- Born: Fanny Zakucka 26 May 1873 Mank, Austria
- Died: 19 September 1954 (aged 81) Vienna, Austria
- Known for: painting, graphic art
- Movement: Vienna Secession
- Spouse: Richard Harlfinger

= Fanny Harlfinger-Zakucka =

Austrian artist

Fanny Harlfinger-Zakucka (1873-1954) was an Austrian painter, graphic artist and craftswoman.

==Biography==
Harlfinger-Zakucka née Zakucka was born on 26 May 1873 in Mank. She studied at the University of Applied Arts Vienna.
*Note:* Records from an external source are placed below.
pub fn parse_line(line: &str) -> Line {
    let line = line.trim_end_matches(['\r', '\n']);
    if let Some(escaped) = line.strip_prefix("~~") {
        return Line::Input(format!("~{}\r", escaped));
    }
    let Some(command) = line.strip_prefix('~') else {
        return Line::Input(format!("{}\r", line));
    };

    let (name, rest) = match command.split_once(char::is_whitespace) {
        Some((name, rest)) => (name, rest.trim()),
        None => (command, ""),
    };
    match name {
        "new" => Line::Command(ClientCommand::NewSession),
        "switch" => match rest.parse() {
            Ok(position) => Line::Command(ClientCommand::Switch(position)),
            Err(_) => Line::Invalid(format!("~switch needs a session number, got '{}'", rest)),
        },
        "close" if rest.is_empty() => Line::Command(ClientCommand::Close(None)),
        "close" => match rest.parse() {
            Ok(position) => Line::Command(ClientCommand::Close(Some(position))),
            Err(_) => Line::Invalid(format!("~close takes a session number, got '{}'", rest)),
        },
        "reset" => Line::Command(ClientCommand::Reset),
        "stop" => Line::Command(ClientCommand::Stop),
        "list" | "ls" => Line::Command(ClientCommand::List),
        "reconnect" => Line::Command(ClientCommand::Reconnect),
        "endpoint" if rest.is_empty() => Line::Invalid("~endpoint needs a path".to_string()),
        "endpoint" => Line::Command(ClientCommand::Endpoint(rest.to_string())),
        "toggle" => Line::Command(ClientCommand::TogglePanel),
        "call" => parse_call(rest),
        "keys" => Line::Input(expand_keys(rest)),
        "eof" => Line::Input("\x04".to_string()),
        "quit" | "q" => Line::Command(ClientCommand::Quit),
        "help" | "?" => Line::Help,
        other => Line::Invalid(format!("Unknown command '~{}', try ~help", other)),
    }
}

fn parse_call(rest: &str) -> Line {
    let mut parts = rest.splitn(3, char::is_whitespace);
    let (Some(namespace), Some(func_name)) = (parts.next(), parts.next()) else {
        return Line::Invalid("~call needs a namespace and a function name".to_string());
    };
    if namespace.is_empty() || func_name.is_empty() {
        return Line::Invalid("~call needs a namespace and a function name".to_string());
    }
    let args = match parts.next().map(str::trim).filter(|a| !a.is_empty()) {
        None => Vec::new(),
        Some(raw) => match serde_json::from_str::<Value>(raw) {
            Ok(Value::Array(args)) => args,
            Ok(single) => vec![single],
            Err(e) => return Line::Invalid(format!("~call arguments are not JSON: {}", e)),
        },
    };
    Line::Command(ClientCommand::Call {
        namespace: namespace.to_string(),
        func_name: func_name.to_string(),
        args,
    })
}

/// Translate `^X` control notation and bracketed key names into bytes
pub fn expand_keys(input: &str) -> String {
    let mut result = String::new();
    let mut chars = input.chars().peekable();

    while let Some(ch) = chars.next() {
        match ch {
            '^' => match chars.peek().copied() {
                Some(next) => {
                    let upper = next.to_ascii_uppercase();
                    let control = match upper {
                        'A'..='Z' => Some(((upper as u8) - b'A' + 1) as char),
                        '@' => Some('\x00'),
                        '[' => Some('\x1b'),
                        '\\' => Some('\x1c'),
                        ']' => Some('\x1d'),
                        '^' => Some('\x1e'),
                        '_' => Some('\x1f'),
                        _ => None,
                    };
                    chars.next();
                    match control {
                        Some(c) => result.push(c),
                        None => {
                            result.push('^');
                            result.push(next);
                        }
                    }
                }
                None => result.push('^'),
            },
            '[' => {
                let rest: String = chars.clone().collect();
                match named_key(&rest) {
                    Some((sequence, consumed)) => {
                        result.push_str(sequence);
                        for _ in 0..consumed {
                            chars.next();
                        }
                    }
                    None => result.push('['),
                }
            }
            _ => result.push(ch),
        }
    }

    result
}

/// Escape sequence and the number of chars it consumes after the `[`
fn named_key(input: &str) -> Option<(&'static str, usize)> {
    const KEYS: [(&str, &str); 22] = [
        ("UP]", "\x1b[A"),
        ("DOWN]", "\x1b[B"),
        ("RIGHT]", "\x1b[C"),
        ("LEFT]", "\x1b[D"),
        ("HOME]", "\x1b[H"),
        ("END]", "\x1b[F"),
        ("PGUP]", "\x1b[5~"),
        ("PGDN]", "\x1b[6~"),
        ("INSERT]", "\x1b[2~"),
        ("DELETE]", "\x1b[3~"),
        ("F10]", "\x1b[21~"),
        ("F11]", "\x1b[23~"),
        ("F12]", "\x1b[24~"),
        ("F1]", "\x1bOP"),
        ("F2]", "\x1bOQ"),
        ("F3]", "\x1bOR"),
        ("F4]", "\x1bOS"),
        ("F5]", "\x1b[15~"),
        ("F6]", "\x1b[17~"),
        ("F7]", "\x1b[18~"),
        ("F8]", "\x1b[19~"),
        ("F9]", "\x1b[20~"),
    ];
    KEYS.iter()
        .find(|(name, _)| input.starts_with(name))
        .map(|(name, sequence)| (*sequence, name.len()))
}

// ============================================================================
// Terminal geometry
// ============================================================================

/// Size of the controlling terminal, or 24x80 when stdout is not a tty
#[cfg(unix)]
pub fn terminal_size() -> Geometry {
    let mut size = libc::winsize {
        ws_row: 0,
        ws_col: 0,
        ws_xpixel: 0,
        ws_ypixel: 0,
    };
    // SAFETY: TIOCGWINSZ only writes into the winsize we pass
    let rc = unsafe { libc::ioctl(libc::STDOUT_FILENO, libc::TIOCGWINSZ, &mut size) };
    if rc == 0 && size.ws_row > 0 && size.ws_col > 0 {
        Geometry::new(size.ws_row, size.ws_col)
    } else {
        Geometry::new(DEFAULT_ROWS, DEFAULT_COLS)
    }
}

#[cfg(not(unix))]
pub fn terminal_size() -> Geometry {
    Geometry::new(DEFAULT_ROWS, DEFAULT_COLS)
}

/// Pixel container that fits exactly `geometry` cells
pub fn container_for(geometry: Geometry) -> ContainerSize {
    let metrics = CellMetrics::default();
    ContainerSize::new(
        u32::from(geometry.cols) * metrics.width_px,
        u32::from(geometry.rows) * metrics.height_px,
    )
}

#[cfg(unix)]
fn watch_window_size(commands: UnboundedSender<ClientCommand>) {
    use tokio::signal::unix::{signal, SignalKind};

    let mut winch = match signal(SignalKind::window_change()) {
        Ok(winch) => winch,
        Err(e) => {
            log::warn!("Cannot watch terminal size: {}", e);
            return;
        }
    };
    tokio::spawn(async move {
        while winch.recv().await.is_some() {
            let container = container_for(terminal_size());
            if commands.send(ClientCommand::Resize(container)).is_err() {
                break;
            }
        }
    });
}

#[cfg(not(unix))]
fn watch_window_size(_commands: UnboundedSender<ClientCommand>) {}

// ============================================================================
// Runner
// ============================================================================

fn open_store(settings: &ClientSettings) -> Result<Box<dyn KeyValueStore>> {
    match &settings.storage_path {
        Some(path) => {
            let store = FileStore::open(path.clone())
                .with_context(|| format!("Failed to open storage {}", path.display()))?;
            Ok(Box::new(store))
        }
        None => Ok(Box::new(MemoryStore::default())),
    }
}
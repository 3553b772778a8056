//! Cancellable one-shot timers

use std::collections::HashMap;
use std::time::Duration;

use tokio::sync::mpsc;
use tokio::task::JoinHandle;

#[derive(Debug, Clone, Copy, PartialEq, Eq, Hash)]
pub struct TimerId(pub u64);

/// Schedules delayed wake-ups that are delivered back as [`TimerId`]s
pub trait Scheduler: Send {
    fn schedule(&mut self, delay: Duration) -> TimerId;
    fn cancel(&mut self, timer: TimerId);
}

/// Tokio-backed scheduler; expired timer ids arrive on the channel returned by [`TokioScheduler::new`]
pub struct TokioScheduler {
    next_id: u64,
    fired: mpsc::UnboundedSender<TimerId>,
    pending: HashMap<TimerId, JoinHandle<()>>,
}

impl TokioScheduler {
    pub fn new() -> (Self, mpsc::UnboundedReceiver<TimerId>) {
        let (fired, rx) = mpsc::unbounded_channel();
        let scheduler = Self {
            next_id: 0,
            fired,
            pending: HashMap::new(),
        };
        (scheduler, rx)
    }

    pub fn pending(&self) -> usize {
        self.pending.values().filter(|h| !h.is_finished()).count()
    }
}

impl Scheduler for TokioScheduler {
    fn schedule(&mut self, delay: Duration) -> TimerId {
        self.pending.retain(|_, handle| !handle.is_finished());
        self.next_id += 1;
        let timer = TimerId(self.next_id);
        let fired = self.fired.clone();
        let handle = tokio::spawn(async move {
            tokio::time::sleep(delay).await;
            let _ = fired.send(timer);
        });
        self.pending.insert(timer, handle);
        timer
    }

    fn cancel(&mut self, timer: TimerId) {
        if let Some(handle) = self.pending.remove(&timer) {
            handle.abort();
        }
    }
}

#[cfg(test)]
mod tests {
    use super::*;

    #[tokio::test(start_paused = true)]
    async fn test_timer_fires_after_delay() {
        let (mut scheduler, mut fired) = TokioScheduler::new();
        let timer = scheduler.schedule(Duration::from_millis(500));
        assert_eq!(fired.recv().await, Some(timer));
    }

    #[tokio::test(start_paused = true)]
    async fn test_cancelled_timer_never_fires() {
        let (mut scheduler, mut fired) = TokioScheduler::new();
        let cancelled = scheduler.schedule(Duration::from_millis(100));
        let kept = scheduler.schedule(Duration::from_millis(200));
        scheduler.cancel(cancelled);
        assert_eq!(fired.recv().await, Some(kept));
    }
}
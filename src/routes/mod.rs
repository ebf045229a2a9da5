// Route exports
pub mod matches;
pub mod skills;
pub mod users;

use actix_web::{error, web, HttpRequest};
use crate::models::ErrorResponse;

pub use matches::AppState;

pub fn configure_routes(cfg: &mut web::ServiceConfig) {
    cfg.service(
        web::scope("/api")
            .configure(matches::configure)
            .configure(users::configure)
            .configure(skills::configure),
    );
}

/// Turn malformed query strings into a JSON 400
pub fn handle_query_payload_error(err: error::QueryPayloadError, req: &HttpRequest) -> actix_web::Error {
    tracing::info!("Query payload error on {}: {}", req.path(), err);
    let body = ErrorResponse::new(400, "invalid_query", format!("Invalid query: {}", err));
    error::InternalError::from_response(err, actix_web::HttpResponse::BadRequest().json(body)).into()
}

/// Turn malformed or oversized JSON bodies into a JSON 400
pub fn handle_json_payload_error(err: error::JsonPayloadError, req: &HttpRequest) -> actix_web::Error {
    tracing::info!("JSON payload error on {}: {}", req.path(), err);
    let body = ErrorResponse::new(400, "invalid_body", format!("Invalid body: {}", err));
    error::InternalError::from_response(err, actix_web::HttpResponse::BadRequest().json(body)).into()
}
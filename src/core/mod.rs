// Core algorithm exports
pub mod filters;
pub mod location;
pub mod matcher;
pub mod scoring;

pub use filters::{is_eligible_candidate, skill_names_overlap, overlapping_pairs};
pub use location::{country_of, same_country};
pub use matcher::{Matcher, DEFAULT_MATCH_LIMIT};
pub use scoring::calculate_match_score;
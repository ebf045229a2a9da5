use crate::models::{SkillTag, UserProfile};

/// Check if a candidate may appear in the requester's matches
///
/// Only verified users other than the requester qualify.
#[inline]
pub fn is_eligible_candidate(candidate: &UserProfile, requester: &UserProfile) -> bool {
    candidate.verified && candidate.id != requester.id
}

/// Case-insensitive substring containment between two skill names, in
/// either direction
///
/// Names are compared as stored, without trimming. An empty name is
/// contained in every name.
#[inline]
pub fn skill_names_overlap(a: &str, b: &str) -> bool {
    let a = a.to_lowercase();
    let b = b.to_lowercase();

    a.contains(&b) || b.contains(&a)
}

/// Every (offered, needed) pair whose names overlap, in input order
pub fn overlapping_pairs<'a>(
    offered: &'a [SkillTag],
    needed: &'a [SkillTag],
) -> impl Iterator<Item = (&'a SkillTag, &'a SkillTag)> + 'a {
    offered.iter().flat_map(move |o| {
        needed
            .iter()
            .filter(move |n| skill_names_overlap(&o.name, &n.name))
            .map(move |n| (o, n))
    })
}

#[cfg(test)]
mod tests {
    use super::*;

    fn create_test_profile(id: i64, verified: bool) -> UserProfile {
        UserProfile {
            id,
            name: format!("User {}", id),
            avatar: "👤".to_string(),
            location: None,
            bio: None,
            rating: 0.0,
            credits: 5,
            verified,
            availability: "Flexible".to_string(),
            skills_offered: vec![],
            skills_needed: vec![],
            created_at: None,
        }
    }

    #[test]
    fn test_overlap_is_case_insensitive() {
        assert!(skill_names_overlap("Guitare", "guitare"));
        assert!(skill_names_overlap("FRANÇAIS", "français"));
    }

    #[test]
    fn test_overlap_either_direction() {
        assert!(skill_names_overlap("Guitare classique", "Guitare"));
        assert!(skill_names_overlap("Guitare", "Guitare classique"));
    }

    #[test]
    fn test_overlap_is_plain_containment() {
        assert!(skill_names_overlap("Cuisine italienne", "Italien"));
        assert!(!skill_names_overlap("Piano", "Guitare"));
        assert!(!skill_names_overlap("Anglais", "English"));
    }

    #[test]
    fn test_names_are_not_trimmed() {
        assert!(!skill_names_overlap("Go ", "Going"));
        assert!(skill_names_overlap("Go", "Going"));
    }

    #[test]
    fn test_empty_name_overlaps_everything() {
        assert!(skill_names_overlap("", "Guitare"));
        assert!(skill_names_overlap("Guitare", ""));
        assert!(!skill_names_overlap("Guitare", "   "));
    }

    #[test]
    fn test_overlapping_pairs_order() {
        let offered = vec![
            SkillTag::offered("Python", "Informatique", "Expert"),
            SkillTag::offered("Piano", "Musique", "Débutant"),
        ];
        let needed = vec![
            SkillTag::needed("Piano", "Musique"),
            SkillTag::needed("Python avancé", "Informatique"),
        ];

        let pairs: Vec<(&str, &str)> = overlapping_pairs(&offered, &needed)
            .map(|(o, n)| (o.name.as_str(), n.name.as_str()))
            .collect();

        assert_eq!(pairs, vec![("Python", "Python avancé"), ("Piano", "Piano")]);
    }

    #[test]
    fn test_eligibility() {
        let requester = create_test_profile(1, true);

        assert!(is_eligible_candidate(&create_test_profile(2, true), &requester));
        assert!(!is_eligible_candidate(&create_test_profile(2, false), &requester));
        assert!(!is_eligible_candidate(&create_test_profile(1, true), &requester));
    }
}
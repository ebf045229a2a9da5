// Service exports
pub mod auth;
pub mod cache;
pub mod postgres;
pub mod store;

pub use auth::{AuthError, AuthenticatedUser, Claims, TokenVerifier};
pub use cache::{CacheManager, CacheKey, CacheError, CacheStats};
pub use postgres::{PostgresClient, PostgresError, ALL_CATEGORIES};
pub use store::{ProfileEditor, ProfileStore};
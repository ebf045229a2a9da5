use crate::models::{
    AddNeededSkillRequest, AddOfferedSkillRequest, Skill, SkillTag, UpdateProfileRequest, UserProfile,
};
use crate::services::store::{ProfileEditor, ProfileStore};
use sqlx::postgres::PgPoolOptions;
use sqlx::{PgConnection, PgPool};
use std::collections::HashMap;
use std::time::Duration;
use thiserror::Error;

/// Pseudo-category meaning "no category filter"
pub const ALL_CATEGORIES: &str = "Toutes";

/// Errors that can occur when interacting with PostgreSQL
#[derive(Debug, Error)]
pub enum PostgresError {
    #[error("SQLx error: {0}")]
    SqlxError(#[from] sqlx::Error),
}

/// User row without skills
#[derive(Debug, sqlx::FromRow)]
struct UserRow {
    id: i64,
    name: String,
    avatar: Option<String>,
    location: Option<String>,
    bio: Option<String>,
    rating: Option<f64>,
    credits: Option<i64>,
    verified: Option<bool>,
    availability: Option<String>,
    created_at: Option<chrono::DateTime<chrono::Utc>>,
}

/// Offered or needed skill row, keyed by owner
#[derive(Debug, sqlx::FromRow)]
struct SkillTagRow {
    user_id: i64,
    name: String,
    category: String,
    level: Option<String>,
    priority: Option<String>,
}

const USER_COLUMNS: &str = r#"
    u.id::BIGINT AS id,
    u.name,
    u.avatar,
    u.location,
    u.bio,
    u.rating::DOUBLE PRECISION AS rating,
    u.credits::BIGINT AS credits,
    u.verified,
    u.availability,
    u.created_at::TIMESTAMPTZ AS created_at
"#;

const SQL_OFFERED_SKILLS: &str = r#"
    SELECT us.user_id::BIGINT AS user_id, s.name, s.category, us.level, NULL::TEXT AS priority
    FROM user_skills us
    JOIN skills s ON us.skill_id = s.id
    WHERE us.user_id = ANY($1::INT[]) AND us.available = TRUE
    ORDER BY us.user_id, us.id
"#;

const SQL_NEEDED_SKILLS: &str = r#"
    SELECT un.user_id::BIGINT AS user_id, s.name, s.category, NULL::TEXT AS level, un.priority
    FROM user_needs un
    JOIN skills s ON un.skill_id = s.id
    WHERE un.user_id = ANY($1::INT[])
    ORDER BY un.user_id, un.id
"#;

const SQL_UPDATE_PROFILE: &str = r#"
    UPDATE users
    SET name = $2,
        bio = $3,
        location = $4,
        availability = COALESCE($5, availability),
        avatar = COALESCE($6, avatar),
        updated_at = CURRENT_TIMESTAMP
    WHERE id = $1::INT
"#;

const SQL_SKILL_EXISTS: &str = "SELECT EXISTS (SELECT 1 FROM skills WHERE id = $1::INT)";

const SQL_UPDATE_USER_SKILL: &str = r#"
    UPDATE user_skills
    SET level = $3, experience_years = $4, description = $5, available = TRUE
    WHERE user_id = $1::INT AND skill_id = $2::INT
    RETURNING id::BIGINT
"#;

const SQL_INSERT_USER_SKILL: &str = r#"
    INSERT INTO user_skills (user_id, skill_id, level, experience_years, description, available)
    VALUES ($1::INT, $2::INT, $3, $4, $5, TRUE)
    RETURNING id::BIGINT
"#;

const SQL_UPDATE_USER_NEED: &str = r#"
    UPDATE user_needs
    SET priority = $3, max_credits_per_hour = $4, preferred_level = $5, notes = $6
    WHERE user_id = $1::INT AND skill_id = $2::INT
    RETURNING id::BIGINT
"#;

const SQL_INSERT_USER_NEED: &str = r#"
    INSERT INTO user_needs (user_id, skill_id, priority, max_credits_per_hour, preferred_level, notes)
    VALUES ($1::INT, $2::INT, $3, $4, $5, $6)
    RETURNING id::BIGINT
"#;

/// Map the "all" pseudo-category and blank values to no filter
pub fn category_filter(category: Option<&str>) -> Option<&str> {
    category
        .map(str::trim)
        .filter(|c| !c.is_empty() && *c != ALL_CATEGORIES)
}

/// PostgreSQL client for users, skills and their links
///
/// The schema is owned by the rest of the SkillSwap backend. This client
/// only touches a user's own profile fields and skill links.
pub struct PostgresClient {
    pool: PgPool,
}

impl PostgresClient {
    /// Create a new PostgreSQL client from a connection string
    pub async fn new(
        database_url: &str,
        max_connections: u32,
        min_connections: u32,
        acquire_timeout: Duration,
        idle_timeout: Duration,
    ) -> Result<Self, PostgresError> {
        let pool = PgPoolOptions::new()
            .max_connections(max_connections)
            .min_connections(min_connections)
            .acquire_timeout(acquire_timeout)
            .idle_timeout(idle_timeout)
            .test_before_acquire(true)
            .connect(database_url)
            .await?;

        Ok(Self { pool })
    }

    /// Create a new PostgreSQL client from settings
    pub async fn from_settings(
        url: &str,
        max_connections: Option<u32>,
        min_connections: Option<u32>,
        acquire_timeout_secs: Option<u64>,
        idle_timeout_secs: Option<u64>,
    ) -> Result<Self, PostgresError> {
        tracing::info!("Connecting to PostgreSQL");

        Self::new(
            url,
            max_connections.unwrap_or(10),
            min_connections.unwrap_or(1),
            Duration::from_secs(acquire_timeout_secs.unwrap_or(5)),
            Duration::from_secs(idle_timeout_secs.unwrap_or(600)),
        )
        .await
    }

    /// Attach offered and needed skills to user rows, preserving row order
    async fn hydrate(&self, rows: Vec<UserRow>) -> Result<Vec<UserProfile>, PostgresError> {
        if rows.is_empty() {
            return Ok(vec![]);
        }

        let ids: Vec<i64> = rows.iter().map(|row| row.id).collect();

        let offered = sqlx::query_as::<_, SkillTagRow>(SQL_OFFERED_SKILLS)
            .bind(&ids)
            .fetch_all(&self.pool)
            .await?;
        let needed = sqlx::query_as::<_, SkillTagRow>(SQL_NEEDED_SKILLS)
            .bind(&ids)
            .fetch_all(&self.pool)
            .await?;

        let mut offered = group_by_user(offered);
        let mut needed = group_by_user(needed);

        Ok(rows
            .into_iter()
            .map(|row| {
                let id = row.id;
                into_profile(
                    row,
                    offered.remove(&id).unwrap_or_default(),
                    needed.remove(&id).unwrap_or_default(),
                )
            })
            .collect())
    }

    /// Browse other users, optionally by skill category and free-text search
    ///
    /// Search matches user names and offered skill names, case-insensitively.
    pub async fn browse_users(
        &self,
        viewer_id: i64,
        category: Option<&str>,
        search: Option<&str>,
        limit: i64,
    ) -> Result<Vec<UserProfile>, PostgresError> {
        let query = format!(
            r#"
            SELECT {USER_COLUMNS}
            FROM users u
            WHERE u.id <> $1::INT
              AND ($2::TEXT IS NULL OR EXISTS (
                    SELECT 1 FROM user_skills us JOIN skills s ON us.skill_id = s.id
                    WHERE us.user_id = u.id AND us.available = TRUE AND s.category = $2))
              AND ($3::TEXT IS NULL OR u.name ILIKE $3 OR EXISTS (
                    SELECT 1 FROM user_skills us JOIN skills s ON us.skill_id = s.id
                    WHERE us.user_id = u.id AND us.available = TRUE AND s.name ILIKE $3))
            ORDER BY u.rating DESC, u.created_at DESC
            LIMIT $4
            "#
        );

        let pattern = search
            .map(str::trim)
            .filter(|s| !s.is_empty())
            .map(|s| format!("%{}%", s));

        let rows = sqlx::query_as::<_, UserRow>(&query)
            .bind(viewer_id)
            .bind(category_filter(category))
            .bind(pattern)
            .bind(limit)
            .fetch_all(&self.pool)
            .await?;

        tracing::debug!("Browse for user {} returned {} users", viewer_id, rows.len());

        self.hydrate(rows).await
    }

    /// List catalog skills, most popular first
    pub async fn list_skills(&self, category: Option<&str>) -> Result<Vec<Skill>, PostgresError> {
        let query = r#"
            SELECT id::BIGINT AS id, name, category, description, icon,
                   COALESCE(popularity, 0)::INT AS popularity
            FROM skills
            WHERE ($1::TEXT IS NULL OR category = $1)
            ORDER BY popularity DESC, name ASC
        "#;

        let skills = sqlx::query_as::<_, Skill>(query)
            .bind(category_filter(category))
            .fetch_all(&self.pool)
            .await?;

        Ok(skills)
    }

    /// List skill categories, prefixed with the "all" pseudo-category
    pub async fn list_categories(&self) -> Result<Vec<String>, PostgresError> {
        let query = r#"
            SELECT DISTINCT category
            FROM skills
            ORDER BY category
        "#;

        let rows: Vec<(String,)> = sqlx::query_as(query).fetch_all(&self.pool).await?;

        let mut categories = Vec::with_capacity(rows.len() + 1);
        categories.push(ALL_CATEGORIES.to_string());
        categories.extend(rows.into_iter().map(|(category,)| category));

        Ok(categories)
    }

    /// Health check for the database connection
    pub async fn health_check(&self) -> Result<bool, PostgresError> {
        sqlx::query("SELECT 1")
            .fetch_one(&self.pool)
            .await
            .map(|_| true)
            .map_err(Into::into)
    }
}

impl ProfileStore for PostgresClient {
    async fn user_with_skills(&self, user_id: i64) -> Result<Option<UserProfile>, PostgresError> {
        let query = format!("SELECT {USER_COLUMNS} FROM users u WHERE u.id = $1::INT");

        let row = sqlx::query_as::<_, UserRow>(&query)
            .bind(user_id)
            .fetch_optional(&self.pool)
            .await?;

        match row {
            Some(row) => Ok(self.hydrate(vec![row]).await?.pop()),
            None => Ok(None),
        }
    }

    async fn match_candidates(&self, user_id: i64) -> Result<Vec<UserProfile>, PostgresError> {
        let query = format!(
            "SELECT {USER_COLUMNS} FROM users u WHERE u.id <> $1::INT AND u.verified = TRUE ORDER BY u.id"
        );

        let rows = sqlx::query_as::<_, UserRow>(&query)
            .bind(user_id)
            .fetch_all(&self.pool)
            .await?;

        tracing::debug!("Loaded {} verified candidates for user {}", rows.len(), user_id);

        self.hydrate(rows).await
    }
}

impl ProfileEditor for PostgresClient {
    async fn update_profile(
        &self,
        user_id: i64,
        update: &UpdateProfileRequest,
    ) -> Result<Option<UserProfile>, PostgresError> {
        let result = sqlx::query(SQL_UPDATE_PROFILE)
            .bind(user_id)
            .bind(&update.name)
            .bind(update.bio.as_deref())
            .bind(update.location.as_deref())
            .bind(update.availability.as_deref())
            .bind(update.avatar.as_deref())
            .execute(&self.pool)
            .await?;

        if result.rows_affected() == 0 {
            return Ok(None);
        }

        tracing::debug!("Updated profile fields of user {}", user_id);

        self.user_with_skills(user_id).await
    }

    /// Update-then-insert inside one transaction; `user_skills` has no
    /// unique key on (user_id, skill_id) to upsert against
    async fn upsert_offered_skill(
        &self,
        user_id: i64,
        skill: &AddOfferedSkillRequest,
    ) -> Result<Option<i64>, PostgresError> {
        let mut tx = self.pool.begin().await?;

        if !skill_exists(&mut tx, skill.skill_id).await? {
            return Ok(None);
        }

        let updated: Option<(i64,)> = sqlx::query_as(SQL_UPDATE_USER_SKILL)
            .bind(user_id)
            .bind(skill.skill_id)
            .bind(&skill.level)
            .bind(skill.experience_years)
            .bind(skill.description.as_deref())
            .fetch_optional(&mut *tx)
            .await?;

        let id = match updated {
            Some((id,)) => id,
            None => {
                let (id,): (i64,) = sqlx::query_as(SQL_INSERT_USER_SKILL)
                    .bind(user_id)
                    .bind(skill.skill_id)
                    .bind(&skill.level)
                    .bind(skill.experience_years)
                    .bind(skill.description.as_deref())
                    .fetch_one(&mut *tx)
                    .await?;
                id
            }
        };

        tx.commit().await?;

        tracing::debug!("User {} offers skill {} (link {})", user_id, skill.skill_id, id);
        Ok(Some(id))
    }

    async fn upsert_needed_skill(
        &self,
        user_id: i64,
        need: &AddNeededSkillRequest,
    ) -> Result<Option<i64>, PostgresError> {
        let mut tx = self.pool.begin().await?;

        if !skill_exists(&mut tx, need.skill_id).await? {
            return Ok(None);
        }

        let updated: Option<(i64,)> = sqlx::query_as(SQL_UPDATE_USER_NEED)
            .bind(user_id)
            .bind(need.skill_id)
            .bind(&need.priority)
            .bind(need.max_credits_per_hour)
            .bind(&need.preferred_level)
            .bind(need.notes.as_deref())
            .fetch_optional(&mut *tx)
            .await?;

        let id = match updated {
            Some((id,)) => id,
            None => {
                let (id,): (i64,) = sqlx::query_as(SQL_INSERT_USER_NEED)
                    .bind(user_id)
                    .bind(need.skill_id)
                    .bind(&need.priority)
                    .bind(need.max_credits_per_hour)
                    .bind(&need.preferred_level)
                    .bind(need.notes.as_deref())
                    .fetch_one(&mut *tx)
                    .await?;
                id
            }
        };

        tx.commit().await?;

        tracing::debug!("User {} needs skill {} (link {})", user_id, need.skill_id, id);
        Ok(Some(id))
    }
}

async fn skill_exists(conn: &mut PgConnection, skill_id: i64) -> Result<bool, sqlx::Error> {
    sqlx::query_scalar::<_, bool>(SQL_SKILL_EXISTS)
        .bind(skill_id)
        .fetch_one(conn)
        .await
}

fn group_by_user(rows: Vec<SkillTagRow>) -> HashMap<i64, Vec<SkillTag>> {
    let mut grouped: HashMap<i64, Vec<SkillTag>> = HashMap::new();
    for row in rows {
        grouped.entry(row.user_id).or_default().push(SkillTag {
            name: row.name,
            category: row.category,
            level: row.level,
            priority: row.priority,
        });
    }
    grouped
}

fn into_profile(row: UserRow, skills_offered: Vec<SkillTag>, skills_needed: Vec<SkillTag>) -> UserProfile {
    UserProfile {
        id: row.id,
        name: row.name,
        avatar: row.avatar.unwrap_or_else(|| "👤".to_string()),
        location: row.location,
        bio: row.bio,
        rating: row.rating.unwrap_or(0.0),
        credits: row.credits.unwrap_or(0),
        verified: row.verified.unwrap_or(false),
        availability: row.availability.unwrap_or_else(|| "Flexible".to_string()),
        skills_offered,
        skills_needed,
        created_at: row.created_at,
    }
}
She was married to the painter Richard Harlfinger and both were active in the Vienna Secession. She was also a member of the Vereinigung bildender Künstlerinnen Österreichs (Austrian Association of Women Artists) and the Wiener Werkstätte. In 1926 she helped organize Wiener Frauenkunst (Viennese Women's Art).

Harlfinger-Zakucka died on 19 September 1954 in Vienna. Her work was included in the 2012 exhibit Century of the Child: Growing by Design, 1900–2000 at the Museum of Modern Art. Her work was included in the 2019 exhibition City Of Women: Female artists in Vienna from 1900 to 1938 at the Österreichische Galerie Belvedere.